La réforme n’est donc pas équitable dans son économie générale. C’est d’ailleurs bien pour cette raison que vous n’arrivez même pas à l’imposer à votre propre majorité, madame la ministre.

Rappelons-le, alors que vous bénéficiez à l’Assemblée nationale d’une confortable majorité, le texte n’y a été adopté qu’à une courte majorité, uniquement par les voix socialistes. Et encore : pas toutes ! Ensuite, il a tout bonnement été rejeté par la commission des affaires sociales du Sénat.

Une telle réforme ne peut pas rendre le système plus équitable. Elle demeure paramétrique, c’est-à-dire qu’elle ne remet pas en cause une architecture générale par nature source d’iniquités. Oui, notre système de retraites est fondamentalement inéquitable !

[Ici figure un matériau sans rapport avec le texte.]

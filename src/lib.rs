//! Animated sine-wave plots with their generating phasor circles,
//! rendered on the CPU and exported as H.264 MP4 movies.
//!
//! The pipeline is: [`Waveform`] models → [`Scene`] composition →
//! [`DisplayList`] per frame → [`CpuRenderer`] rasterization →
//! [`MovieWriter`] streaming into ffmpeg.
//!
//! ```no_run
//! use phasorviz::{MovieWriter, Rgba8, SceneBuilder};
//!
//! # fn main() -> phasorviz::PhasorvizResult<()> {
//! let scene = SceneBuilder::new(8.0)
//!     .sine(1.5, -std::f64::consts::FRAC_PI_4, 4.0, Rgba8::RED)?
//!     .labels(false)
//!     .build()?;
//! MovieWriter::new(200, 15)?.write_movie("sine.mp4", &scene)?;
//! # Ok(())
//! # }
//! ```

#![forbid(unsafe_code)]

pub mod core;
pub mod curve;
pub mod display;
pub mod encode_ffmpeg;
pub mod error;
pub mod export;
pub mod render;
pub mod render_cpu;
pub mod scene;
pub mod waveform;

pub use self::core::{Canvas, Point, Rect, Rgba8, Vec2, Viewport};
pub use self::curve::{Curve, FunctionCurve, SineCurve};
pub use self::display::{DisplayList, DrawOp, LineStyle, StrokeStyle};
pub use self::encode_ffmpeg::{
    default_mp4_config, is_ffmpeg_on_path, EncodeConfig, FfmpegEncoder,
};
pub use self::error::{PhasorvizError, PhasorvizResult};
pub use self::export::{frame_position, save_frame_png, FrameSink, MovieWriter};
pub use self::render::{FrameRGBA, RenderBackend, RenderSettings};
pub use self::render_cpu::CpuRenderer;
pub use self::scene::{Scene, SceneBuilder};
pub use self::waveform::Waveform;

Aujourd’hui, deux assurés peuvent avoir deux carrières parfaitement comparables et se retrouver avec des droits à la retraite allant du simple au double, tout cela parce que les pensions sont fixées en fonction non pas de la carrière, mais du statut.

L’éclatement du système en une myriade de régimes aux règles différentes ne se justifie plus et crée des injustices qui ne peuvent plus être acceptées.

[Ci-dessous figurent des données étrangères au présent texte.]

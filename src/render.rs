use std::path::PathBuf;

use crate::{
    core::{Canvas, Rect},
    display::DisplayList,
    error::PhasorvizResult,
};

/// One rendered frame: row-major RGBA8 pixels.
#[derive(Clone, Debug)]
pub struct FrameRGBA {
    pub width: u32,
    pub height: u32,
    pub data: Vec<u8>,
    pub premultiplied: bool,
}

/// Rasterizer configuration.
#[derive(Clone, Debug, serde::Serialize, serde::Deserialize)]
pub struct RenderSettings {
    /// Background color (straight RGBA8) the frame is cleared to, or `None`
    /// for transparent.
    pub clear_rgba: Option<[u8; 4]>,
    /// Font file used for annotations and tick labels. Scenes that draw
    /// text fail to render when this is unset.
    pub font_source: Option<PathBuf>,
    /// Pixel margin kept free on every canvas edge.
    pub margin_px: f64,
}

impl Default for RenderSettings {
    fn default() -> Self {
        Self {
            clear_rgba: Some([255, 255, 255, 255]),
            font_source: None,
            margin_px: 24.0,
        }
    }
}

/// Black-box drawing sink: maps a world-coordinate display list onto a
/// pixel frame.
pub trait RenderBackend {
    fn render(
        &mut self,
        list: &DisplayList,
        world: Rect,
        canvas: Canvas,
    ) -> PhasorvizResult<FrameRGBA>;
}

Seule la réforme systémique que nous appelons de nos vœux depuis plus de dix ans est susceptible d’y remédier. L’objectif final serait de mettre en place, comme cela a d’ailleurs déjà été fait dans plusieurs pays européens comme la Suède, l’Italie ou la Pologne, d’ici à 2030 au plus tard, un régime unique, universel, en points ou en comptes notionnels.

Quelles en seraient les modalités précises ? C’est évidemment à la Nation d’en décider. Mais le septième rapport du COR, daté du 27 janvier 2010, en a déjà détaillé les options et les modalités techniques. L’amendement que nous avons déposé vise à établir un calendrier pour la mise en œuvre de cette réforme : nous souhaitons que, sur la base du rapport du COR, le Gouvernement organise une conférence sociale et un débat national sur cette réforme systémique au premier semestre 2015, pour une mise en œuvre au premier semestre 2017.

En réalité, nous avions déjà fait inscrire le principe d’un tel débat sur ce thème dans la réforme de 2010.